▶ [PROVIDED RECORDS]:
________
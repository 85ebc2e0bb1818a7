// Copyright 2016 Pierre-Étienne Meunier
//
// Licensed under the Apache License, Version 2.0 (the "License");
// you may not use this file except in compliance with the License.
// You may obtain a copy of the License at
//
// http://www.apache.org/licenses/LICENSE-2.0
//
// Unless required by applicable law or agreed to in writing, software
// distributed under the License is distributed on an "AS IS" BASIS,
// WITHOUT WARRANTIES OR CONDITIONS OF ANY KIND, either express or implied.
// See the License for the specific language governing permissions and
// limitations under the License.
//
use super::requests;
use super::{Connection, Handler, Protocol};
use crate::channels::input;
use crate::msg;
use crate::transport::Transport;
use crate::Error;

/// A handler for one message number. The payload starts with the
/// message number.
pub type MessageHandler<T, H> = fn(&mut Connection<T, H>, &[u8]) -> Result<(), Error>;

/// The message number → handler table of a connection. The table is
/// chosen once, from the protocol spoken.
pub struct Dispatcher<T: Transport, H: Handler> {
    table: [Option<MessageHandler<T, H>>; 256],
}

impl<T: Transport, H: Handler> std::fmt::Debug for Dispatcher<T, H> {
    fn fmt(&self, fmt: &mut std::fmt::Formatter) -> Result<(), std::fmt::Error> {
        let set: Vec<usize> = (0..256).filter(|&i| self.table[i].is_some()).collect();
        fmt.debug_struct("Dispatcher").field("set", &set).finish()
    }
}

fn ignore<T: Transport, H: Handler>(_: &mut Connection<T, H>, buf: &[u8]) -> Result<(), Error> {
    debug!("ignoring message {}", buf[0]);
    Ok(())
}

fn disconnect<T: Transport, H: Handler>(_: &mut Connection<T, H>, buf: &[u8]) -> Result<(), Error> {
    use crate::encoding::Reader;
    let mut r = buf.reader(1);
    let reason = r.read_u32().unwrap_or(0);
    let description = r.read_str().unwrap_or("");
    info!("Received disconnect: {} {}", reason, description);
    Err(Error::Disconnect)
}

fn disconnect1<T: Transport, H: Handler>(_: &mut Connection<T, H>, buf: &[u8]) -> Result<(), Error> {
    use crate::encoding::Reader;
    let mut r = buf.reader(1);
    info!("Received disconnect: {}", r.read_str().unwrap_or(""));
    Err(Error::Disconnect)
}

impl<T: Transport, H: Handler> Dispatcher<T, H> {
    /// The table for `protocol`.
    pub fn new(protocol: Protocol) -> Self {
        let mut d = Dispatcher { table: [None; 256] };
        match protocol {
            Protocol::V2 => d.init_v2(),
            Protocol::Legacy13 => d.init_13(),
            Protocol::Legacy15 => {
                d.init_13();
                d.set(msg::ssh1::CHANNEL_CLOSE, input::ieof);
                d.set(msg::ssh1::CHANNEL_CLOSE_CONFIRMATION, input::oclose);
            }
        }
        d
    }

    fn init_v2(&mut self) {
        self.set(msg::DISCONNECT, disconnect);
        self.set(msg::IGNORE, ignore);
        self.set(msg::UNIMPLEMENTED, ignore);
        self.set(msg::DEBUG, ignore);
        self.set(msg::CHANNEL_CLOSE, input::oclose);
        self.set(msg::CHANNEL_DATA, input::data);
        self.set(msg::CHANNEL_EOF, input::ieof);
        self.set(msg::CHANNEL_EXTENDED_DATA, input::extended_data);
        self.set(msg::CHANNEL_OPEN, requests::channel_open);
        self.set(msg::CHANNEL_OPEN_CONFIRMATION, input::open_confirmation);
        self.set(msg::CHANNEL_OPEN_FAILURE, input::open_failure);
        self.set(msg::CHANNEL_REQUEST, requests::channel_request);
        self.set(msg::CHANNEL_WINDOW_ADJUST, input::window_adjust);
        self.set(msg::GLOBAL_REQUEST, requests::global_request);
        self.set(msg::CHANNEL_SUCCESS, requests::keepalive_reply);
        self.set(msg::CHANNEL_FAILURE, requests::keepalive_reply);
    }

    fn init_13(&mut self) {
        self.set(msg::ssh1::DISCONNECT, disconnect1);
        self.set(msg::ssh1::IGNORE, ignore);
        self.set(msg::ssh1::DEBUG, ignore);
        self.set(msg::ssh1::CMSG_EOF, requests::stdin_eof);
        self.set(msg::ssh1::CMSG_STDIN_DATA, requests::stdin_data);
        self.set(msg::ssh1::CMSG_WINDOW_SIZE, requests::window_size);
        self.set(msg::ssh1::CHANNEL_CLOSE, input::close13);
        self.set(msg::ssh1::CHANNEL_CLOSE_CONFIRMATION, input::close_confirmation13);
        self.set(msg::ssh1::CHANNEL_DATA, input::data);
        self.set(msg::ssh1::CHANNEL_OPEN_CONFIRMATION, input::open_confirmation);
        self.set(msg::ssh1::CHANNEL_OPEN_FAILURE, input::open_failure);
        self.set(msg::ssh1::PORT_OPEN, input::port_open);
    }

    /// Register `handler` for message number `n`, returning the
    /// handler it replaces.
    pub fn set(&mut self, n: u8, handler: MessageHandler<T, H>) -> Option<MessageHandler<T, H>> {
        std::mem::replace(&mut self.table[n as usize], Some(handler))
    }

    /// Forget the handler of message number `n`.
    pub fn unset(&mut self, n: u8) -> Option<MessageHandler<T, H>> {
        self.table[n as usize].take()
    }

    /// The handler of message number `n`.
    pub fn get(&self, n: u8) -> Option<MessageHandler<T, H>> {
        self.table[n as usize]
    }
}

impl<T: Transport, H: Handler> Connection<T, H> {
    /// Dispatch every complete packet the transport has buffered.
    pub(crate) fn process_buffered_input_packets(&mut self) -> Result<(), Error> {
        while let Some(packet) = self.transport.next_packet()? {
            if packet.len() == 0 {
                return Err(Error::IndexOutOfBounds);
            }
            let n = packet[0];
            let h = match self.dispatch.get(n) {
                Some(h) => h,
                None => {
                    error!("dispatch: unexpected message type {}", n);
                    return Err(Error::UnknownMessage(n));
                }
            };
            h(self, &packet)?;
        }
        self.session.flush(&mut self.transport);
        Ok(())
    }
}

#[cfg(test)]
mod test {
    use super::*;
    use crate::transport::ClearTransport;

    struct Nothing;
    impl Handler for Nothing {}

    fn claimed(_: &mut Connection<ClearTransport, Nothing>, _: &[u8]) -> Result<(), Error> {
        Ok(())
    }

    #[test]
    fn tables() {
        let d: Dispatcher<ClearTransport, Nothing> = Dispatcher::new(Protocol::V2);
        assert!(d.get(msg::CHANNEL_DATA).is_some());
        assert!(d.get(msg::CHANNEL_SUCCESS).is_some());
        assert!(d.get(msg::KEXINIT).is_none());
        assert!(d.get(msg::ssh1::CMSG_STDIN_DATA).is_none());

        let d13: Dispatcher<ClearTransport, Nothing> = Dispatcher::new(Protocol::Legacy13);
        let d15: Dispatcher<ClearTransport, Nothing> = Dispatcher::new(Protocol::Legacy15);
        assert!(d13.get(msg::ssh1::CMSG_STDIN_DATA).is_some());
        assert!(d13.get(msg::CHANNEL_OPEN).is_none());
        let f13 = d13.get(msg::ssh1::CHANNEL_CLOSE).unwrap() as usize;
        let f15 = d15.get(msg::ssh1::CHANNEL_CLOSE).unwrap() as usize;
        assert_ne!(f13, f15);
        assert_eq!(
            d13.get(msg::ssh1::CHANNEL_DATA).unwrap() as usize,
            d15.get(msg::ssh1::CHANNEL_DATA).unwrap() as usize
        );
    }

    #[test]
    fn claim_and_release() {
        let mut d: Dispatcher<ClearTransport, Nothing> = Dispatcher::new(Protocol::V2);
        assert!(d.set(60, claimed).is_none());
        assert!(d.get(60).is_some());
        assert!(d.set(60, claimed).is_some());
        assert!(d.unset(60).is_some());
        assert!(d.get(60).is_none());
    }
}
________
▶ [WHAT YOU SHOULD DO]:
Lines with the string "type": pick each one out of the material and return it.

▶ [COMPLETED EXERCISE]:
pub type MessageHandler<T, H> = fn(&mut Connection<T, H>, &[u8]) -> Result<(), Error>;
                    error!("dispatch: unexpected message type {}", n);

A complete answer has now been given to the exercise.